FROM RELIEF TO DEVELOPMENT
Since 1986, PFD has worked with a wide range of communities throughout the world to improve the lives of the vulnerable and underserved. Its initial work as an emergency response organization began with providing grant management services to Action Contre la Faim (Action Against Hunger) for projects in Sudan, Liberia, Ethiopia and Sierra Leone. Beginning as an independent organization in 1992, PFD now focuses on providing sustainable, community-driven longer term development programs.
With its local partners, PFD has addressed issues relating to poverty, malnutrition, and preventable diseases through integrated activities in public health, safe drinking water and sanitation, secure livelihoods, and agricultural development. All PFD programs emphasize local partner participation through training programs, provision of technical assistance, and enhancement of non-governmental organization capabilities.
PFD efforts, therefore, have been distinguished by not only what we do but how we do it. Specific program strategies and tools developed over the years include:
- Capacity building of NGOs and Community-based organizations;
- Selection, training , supervision , and evaluation of village level workers;
- Micro-credit and village banking integrated with reproductive health and nutrition training;
- Empowerment of women;
- Development and marketing of tools for village and community surveys;
- Applied and operations research;
- Providing advice to Governments on sectoral implementation and planning;
- Disseminating innovative technologies such as hammock nets and bike driven water pumps in Cambodia, and a “chit system" for service provision;
- Establishing "Kids Clubs" for HIV-afflicted children and orphans
- Improving food security and nutrition
Throughout its existence, PFD has enjoyed a wide range of donor support for its work.

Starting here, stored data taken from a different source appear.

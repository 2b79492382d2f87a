use crate::core::error::{ConfigError, PageError, PageResult, ResultExt};
use serde::{Deserialize, Serialize};
use std::fs;
use std::path::{Path, PathBuf};

/// Configuration for release-page
/// Searched in order: release-page.toml, .release-page.toml, .github/release-page.toml
///
/// Every field is optional; a repository without a config file gets the
/// defaults below.
#[derive(Debug, Clone, Serialize, Deserialize)]
#[serde(default)]
pub struct PageConfig {
  /// Organization namespace prefix (e.g. "@kungfu-trader/")
  ///
  /// Stripped from package names to form artifact names, and used to filter
  /// which lock document entries are tracked.
  pub namespace: String,

  /// Public base URL of the prebuilt bucket (must end with '/')
  pub download_base_url: String,

  /// Public base URL of the release bucket (must end with '/')
  pub release_base_url: String,

  /// Platform tags in display priority order
  pub platforms: Vec<String>,

  /// Recognized download suffixes in display priority order
  pub suffixes: Vec<String>,

  /// Companion packages whose downloads appear on every page
  pub related_artifacts: Vec<String>,

  /// Page template (relative to the root); the bundled one when unset
  pub template: Option<PathBuf>,

  /// Record table receiving the dependency snapshot
  pub table: String,

  /// Lock document (relative to the root)
  pub lockfile: PathBuf,

  /// Publish every workspace package instead of only `binary` ones
  pub include_all_packages: bool,
}

impl Default for PageConfig {
  fn default() -> Self {
    Self {
      namespace: "@kungfu-trader/".to_string(),
      download_base_url: "https://download.kungfu-trader.com/".to_string(),
      release_base_url: "https://releases.kungfu-trader.com/".to_string(),
      platforms: default_platforms(),
      suffixes: default_suffixes(),
      related_artifacts: default_related_artifacts(),
      template: None,
      table: "pr dependencies".to_string(),
      lockfile: PathBuf::from("yarn.lock"),
      include_all_packages: false,
    }
  }
}

fn default_platforms() -> Vec<String> {
  ["win", "linux", "mac"].iter().map(|s| s.to_string()).collect()
}

fn default_suffixes() -> Vec<String> {
  [
    ".exe", ".dmg", ".AppImage", ".deb", ".rpm", ".zip", ".7z", ".tar.gz", ".tgz", ".whl",
  ]
  .iter()
  .map(|s| s.to_string())
  .collect()
}

fn default_related_artifacts() -> Vec<String> {
  [
    "kungfu-js-api",
    "kungfu-app",
    "kungfu-cli",
    "kungfu-core",
    "kungfu-sdk",
    "kungfu-toolchain",
    "kfx-operator-bar",
    "kfx-indexer-live",
    "kfx-matcher-101-cpp",
    "kfx-broker-sim",
    "kfx-broker-xtp-demo",
    "examples-operator-cpp",
    "examples-operator-python",
    "example-report-cpp",
    "example-report-python",
    "examples-data-tool",
    "examples-strategy-cpp",
    "examples-strategy-python",
  ]
  .iter()
  .map(|s| s.to_string())
  .collect()
}

impl PageConfig {
  /// Find config file in search order
  pub fn find_config_path(root: &Path) -> Option<PathBuf> {
    let candidates = vec![
      root.join("release-page.toml"),
      root.join(".release-page.toml"),
      root.join(".github").join("release-page.toml"),
    ];

    candidates.into_iter().find(|p| p.exists())
  }

  /// Load config from the root, falling back to defaults when no file exists
  pub fn load(root: &Path) -> PageResult<Self> {
    let Some(config_path) = Self::find_config_path(root) else {
      return Ok(Self::default());
    };

    let content = fs::read_to_string(&config_path)
      .with_context(|| format!("Failed to read config from {}", config_path.display()))?;
    let config = Self::from_toml(&content)
      .with_context(|| format!("Failed to parse config from {}", config_path.display()))?;

    tracing::debug!(path = %config_path.display(), "loaded page config");
    Ok(config)
  }

  /// Parse and validate a config document
  pub fn from_toml(content: &str) -> PageResult<Self> {
    let config: PageConfig = toml_edit::de::from_str(content)?;
    config.validate()?;
    Ok(config)
  }

  /// Validate field values
  pub fn validate(&self) -> PageResult<()> {
    if self.platforms.is_empty() {
      return Err(invalid("platforms", "at least one platform tag is required"));
    }
    if self.suffixes.is_empty() {
      return Err(invalid("suffixes", "at least one file suffix is required"));
    }
    for (field, url) in [
      ("download_base_url", &self.download_base_url),
      ("release_base_url", &self.release_base_url),
    ] {
      if !url.ends_with('/') {
        return Err(invalid(field, &format!("'{}' must end with '/'", url)));
      }
    }
    Ok(())
  }

  /// Strip the namespace prefix from a package name
  pub fn short_name<'a>(&self, package: &'a str) -> &'a str {
    package.strip_prefix(self.namespace.as_str()).unwrap_or(package)
  }
}

fn invalid(field: &str, reason: &str) -> PageError {
  PageError::Config(ConfigError::InvalidField {
    field: field.to_string(),
    reason: reason.to_string(),
  })
}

PFD is recognized by the U.S. government to be a private, non-sectarian, charitable organization under Section 501(c)(3) of the Internal Revenue Code. It is a registered and accredited organization with the US Agency for International Development and the US Department of Agriculture. These major US government donors have repeatedly demonstrated their confidence in PFD’s program approaches and competency.
PFD has won competitive awards from International entities including the Global Fund for AIDS, Tuberculosis and Malaria, the Canadian International Development Agency, the Australian Agency for International Development, the UN Fund for Population Activities, and others. Further support has been granted by private foundations and individual donors. In addition, PFD staff and Trustees have successfully established funding partnerships and program links with the European Union and two EU member countries, Poland and France. PFD is a legally recognized entity in each country in which it works. It is also a Guide Star- registered organization.
WHAT WE STAND FOR
PFD’s mission is to work with underserved populations in developing countries to improve quality of life. The central criterion for assistance is need, without regard to race, religion, age, sex, or ethnic group. We work in a manner such that local partners help design, implement, and assess programs to the greatest degree possible. This approach of collaborating with local counterparts leads to skill-development in key areas.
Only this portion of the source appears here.